Avant que le Shiva ne commence, je craignais qu'Arnina et moi ne soyons seules et que personne ne viendrait. Cela ne s'est pas matérialisé. Il y avait un filet régulier de gens qui venaient, il y avait de douces surprises, il y avait des souvenirs d'Inbal qui m'avaient touchée, des conversations profondes sur la communauté et une présence constante des gens avec moi pendant des jours, même après le départ d'Arnina.

Je suis béni avec un très grand réseau de personnes qui m'aiment et que j'aime. Ces jours depuis qu'Inbal est mort, j'ai vraiment cristallisé la différence entre ce réseau et ce que j'appelle la communauté. D'une part, la communauté signifie que les relations sont entre tout le monde et tous les autres, pas seulement chaque personne et moi. Pour une autre, la communauté signifie faire des choses ensemble, pas seulement s'aimer. Il n'y a pas de structure dans ma vie. La seule communauté que je connaissais ces derniers temps était Inbal et sa famille, et les gens qui se sont rassemblés autour d'Inbal, à la fois pour la soutenir et pour célébrer le dynamisme qu'elle a inspiré tout autour d'elle à vivre.

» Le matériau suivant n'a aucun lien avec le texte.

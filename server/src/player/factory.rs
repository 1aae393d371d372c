use std::sync::Arc;

use super::{NewPlayer, Player};
use crate::persistence::{Persistence, PersistenceError, PlayerRepository};

/// Concurrent inserts of the same name can race the lookup; after this many
/// rounds something else is wrong.
const MAX_RESOLVE_ATTEMPTS: usize = 3;

#[derive(Debug, thiserror::Error)]
pub enum PlayerError {
    #[error("Display name must not be empty")]
    EmptyName,
    #[error("Display name already taken: {0}")]
    NameTaken(String),
    #[error("Could not resolve player '{0}'")]
    Unresolved(String),
    #[error(transparent)]
    Persistence(#[from] PersistenceError),
}

/// Creates players and resolves display names to persisted identities.
pub struct PlayerFactory<D: Persistence> {
    store: Arc<D>,
}

impl<D: Persistence> Clone for PlayerFactory<D> {
    fn clone(&self) -> Self {
        Self {
            store: self.store.clone(),
        }
    }
}

impl<D: Persistence> PlayerFactory<D> {
    pub fn new(store: Arc<D>) -> Self {
        Self { store }
    }

    pub async fn register_human(&self, name: &str) -> Result<Player, PlayerError> {
        self.register(NewPlayer::human(normalize(name)?)).await
    }

    pub async fn register_robot(&self, name: &str, engine: &str) -> Result<Player, PlayerError> {
        self.register(NewPlayer::robot(normalize(name)?, engine)).await
    }

    async fn register(&self, new: NewPlayer) -> Result<Player, PlayerError> {
        match self.store.players().save_player(&new).await {
            Ok(player) => {
                tracing::info!(player_id = %player.id, name = %player.display_name, kind = player.kind.as_str(), "Registered player");
                Ok(player)
            }
            Err(PersistenceError::Conflict(_)) => Err(PlayerError::NameTaken(new.display_name)),
            Err(e) => Err(e.into()),
        }
    }

    /// Return the player with this display name, creating an external player
    /// when none exists. Safe to call concurrently for the same name: the
    /// unique constraint on names decides the winner and the loser re-reads.
    pub async fn find_or_create_external(&self, name: &str) -> Result<Player, PlayerError> {
        let name = normalize(name)?;
        let players = self.store.players();

        for attempt in 1..=MAX_RESOLVE_ATTEMPTS {
            if let Some(existing) = players.find_by_display_name(name).await? {
                return Ok(existing);
            }
            if let Some(created) = players.insert_external_if_absent(name).await? {
                tracing::info!(player_id = %created.id, name = %created.display_name, "Created external player");
                return Ok(created);
            }
            tracing::debug!(name, attempt, "Lost insert race, re-reading player");
        }

        Err(PlayerError::Unresolved(name.to_string()))
    }
}

fn normalize(name: &str) -> Result<&str, PlayerError> {
    let name = name.trim();
    if name.is_empty() {
        Err(PlayerError::EmptyName)
    } else {
        Ok(name)
    }
}

#[cfg(test)]
mod tests {
    use super::*;
    use crate::persistence::sqlite::{Database, SqlitePersistence};
    use crate::player::PlayerKind;

    async fn factory() -> PlayerFactory<SqlitePersistence> {
        let db = Database::new_in_memory().await.unwrap();
        PlayerFactory::new(Arc::new(SqlitePersistence::new(&db)))
    }

    #[tokio::test]
    async fn test_find_or_create_is_idempotent() {
        let factory = factory().await;
        let first = factory.find_or_create_external("Carlsen, Magnus").await.unwrap();
        let again = factory.find_or_create_external("  Carlsen, Magnus ").await.unwrap();
        assert_eq!(first, again);
        assert_eq!(first.kind, PlayerKind::External);
        assert_eq!(factory.store.players().count_players().await.unwrap(), 1);
    }

    #[tokio::test]
    async fn test_external_lookup_reuses_members() {
        let factory = factory().await;
        let member = factory.register_human("Anna").await.unwrap();
        let resolved = factory.find_or_create_external("Anna").await.unwrap();
        assert_eq!(member, resolved);
        assert_eq!(resolved.kind, PlayerKind::Human);
    }

    #[tokio::test]
    async fn test_rejects_empty_and_duplicate_names() {
        let factory = factory().await;
        assert!(matches!(
            factory.find_or_create_external("   ").await,
            Err(PlayerError::EmptyName)
        ));
        factory.register_robot("Robo", "stockfish").await.unwrap();
        assert!(matches!(
            factory.register_human("Robo").await,
            Err(PlayerError::NameTaken(name)) if name == "Robo"
        ));
    }

    #[tokio::test]
    async fn test_concurrent_resolution_creates_one_player() {
        let factory = factory().await;
        let mut tasks = Vec::new();
        for _ in 0..8 {
            let f = factory.clone();
            tasks.push(tokio::spawn(async move {
                f.find_or_create_external("Tal, Mikhail").await
            }));
        }
        let mut ids = Vec::new();
        for task in tasks {
            ids.push(task.await.unwrap().unwrap().id);
        }
        ids.dedup();
        assert_eq!(ids.len(), 1);
        assert_eq!(factory.store.players().count_players().await.unwrap(), 1);
    }
}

À un moment donné, j'ai invité les personnes présentes dans ma maison à participer à une conversation sur la communauté: l'ont-elles? Est-ce qu'ils le veulent? Comment peuvent-ils combler le fossé entre notre besoin humain et l'héritage évolutionnaire de vivre en communauté, et l'aliénation et l'isolement de la vie moderne qui rend la communauté presque impossible? Ce qui a émergé était un petit peu de consolation du destin partagé: aucun d'entre nous avait de bonnes réponses.

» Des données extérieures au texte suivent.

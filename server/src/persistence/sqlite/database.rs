//! Connection pool setup for the club database.

use sqlx::sqlite::{SqliteConnectOptions, SqliteJournalMode, SqlitePoolOptions, SqliteSynchronous};
use sqlx::SqlitePool;
use std::path::Path;
use std::time::Duration;

use crate::persistence::PersistenceError;

/// Concurrent imports contend for the single writer.
const BUSY_TIMEOUT: Duration = Duration::from_secs(5);

/// Readers share the pool with one writer under WAL.
const FILE_POOL_SIZE: u32 = 5;

/// A migrated SQLite pool shared by the repositories.
#[derive(Clone)]
pub struct Database {
    pool: SqlitePool,
}

impl Database {
    /// Open the database file at `path`, creating it and its directory if
    /// needed, and bring the schema up to date.
    pub async fn open(path: &Path) -> Result<Self, PersistenceError> {
        if let Some(parent) = path.parent() {
            std::fs::create_dir_all(parent)?;
        }

        let options = SqliteConnectOptions::new()
            .filename(path)
            .create_if_missing(true)
            .journal_mode(SqliteJournalMode::Wal)
            .synchronous(SqliteSynchronous::Normal)
            .busy_timeout(BUSY_TIMEOUT)
            .foreign_keys(true);

        let db = Self::connect(options, FILE_POOL_SIZE).await?;
        let schema_version = db.schema_version().await?;
        tracing::info!(path = %path.display(), schema_version, "Opened database");
        Ok(db)
    }

    /// A private in-memory database. The pool holds a single connection
    /// so the data lives exactly as long as the pool.
    #[cfg(test)]
    pub async fn new_in_memory() -> Result<Self, PersistenceError> {
        let options = "sqlite::memory:".parse::<SqliteConnectOptions>()?.foreign_keys(true);
        Self::connect(options, 1).await
    }

    async fn connect(options: SqliteConnectOptions, max_connections: u32) -> Result<Self, PersistenceError> {
        let pool = SqlitePoolOptions::new()
            .max_connections(max_connections)
            .min_connections(1)
            .idle_timeout(None)
            .max_lifetime(None)
            .connect_with(options)
            .await?;

        sqlx::migrate!("./migrations")
            .run(&pool)
            .await
            .map_err(|e| PersistenceError::Migration(e.to_string()))?;
        Ok(Self { pool })
    }

    /// Highest migration applied to this database.
    pub async fn schema_version(&self) -> Result<i64, PersistenceError> {
        let (version,): (i64,) =
            sqlx::query_as("SELECT COALESCE(MAX(version), 0) FROM _sqlx_migrations WHERE success")
                .fetch_one(&self.pool)
                .await?;
        Ok(version)
    }

    pub fn pool(&self) -> &SqlitePool {
        &self.pool
    }

    /// Wait for checked-out connections to return, then close them all.
    pub async fn close(&self) {
        self.pool.close().await;
    }
}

Mon organisme sait que cela ne suffit pas. Je suis constitutionnellement incapable de masquer le besoin de communauté, et je veux le créer. Pourtant, ce n'est pas le moment d'investir de l'énergie. Ceci, le deuil et la perte, est un temps pour la moisson, pas pour le semis.

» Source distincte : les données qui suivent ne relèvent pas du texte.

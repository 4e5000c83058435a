//! Crate-level error aggregate. Individual modules expose their own
//! `thiserror` enums (`CryptoError`, `TlvError`, `RecordError`,
//! `HttpCodecError`, `PairSetupError`, `PairVerifyError`, `StorageError`,
//! `RouterError`, `ConfigError`); `HapError` wraps whichever of those
//! crosses a module boundary, for call sites (the router, the session
//! loop) that can fail in more than one subsystem.

use thiserror::Error;

use crate::crypto::CryptoError;
use crate::http::HttpCodecError;
use crate::pairing::{PairSetupError, PairVerifyError, StorageError};
use crate::record::RecordError;
use crate::router::RouterError;
use crate::tlv::TlvError;

#[derive(Debug, Error)]
pub enum HapError {
    #[error(transparent)]
    Crypto(#[from] CryptoError),

    #[error(transparent)]
    Tlv(#[from] TlvError),

    #[error(transparent)]
    Record(#[from] RecordError),

    #[error(transparent)]
    Http(#[from] HttpCodecError),

    #[error(transparent)]
    PairSetup(#[from] PairSetupError),

    #[error(transparent)]
    PairVerify(#[from] PairVerifyError),

    #[error(transparent)]
    Storage(#[from] StorageError),

    #[error(transparent)]
    Router(#[from] RouterError),

    #[error(transparent)]
    Config(#[from] crate::config::ConfigError),
}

Un ami m'a écrit et m'a dit: "La présence des gens pendant le Shiva est très ferme et guérissante! Après le Shiva, lorsque l'attente se relâche, vous pouvez sentir la présence de l'absence plus brusquement. "Il n'y a pas de fin à cette pièce, parce que le deuil prendra probablement le reste de ma vie. Cependant, il est important de partager, même lorsque la perte est si fraîche, parce que la perte de la communauté dans toutes nos vies depuis le début de la modernité est si intense et si oubliée en même temps. Dans des moments comme celui-ci, il n'y a aucun moyen de masquer cette perte. J'ai l'intention de faire quelque chose, au moins pour moi-même, pour créer une communauté, localement, une fois que j'aurai traversé cette période initiale et que je retrouverai de la résilience et de l'énergie. Pour l'instant, je vais m'appuyer sur les nombreuses personnes que je connais et que j'aime, en tant qu'individus absents de la communauté, pour créer un pont entre la perte et la vie future que je pourrais avoir.

Les trois œuvres sur cette page sont de Nancy Katz, d'une exposition en ligne de son travail sur la galerie d'art Tikkun.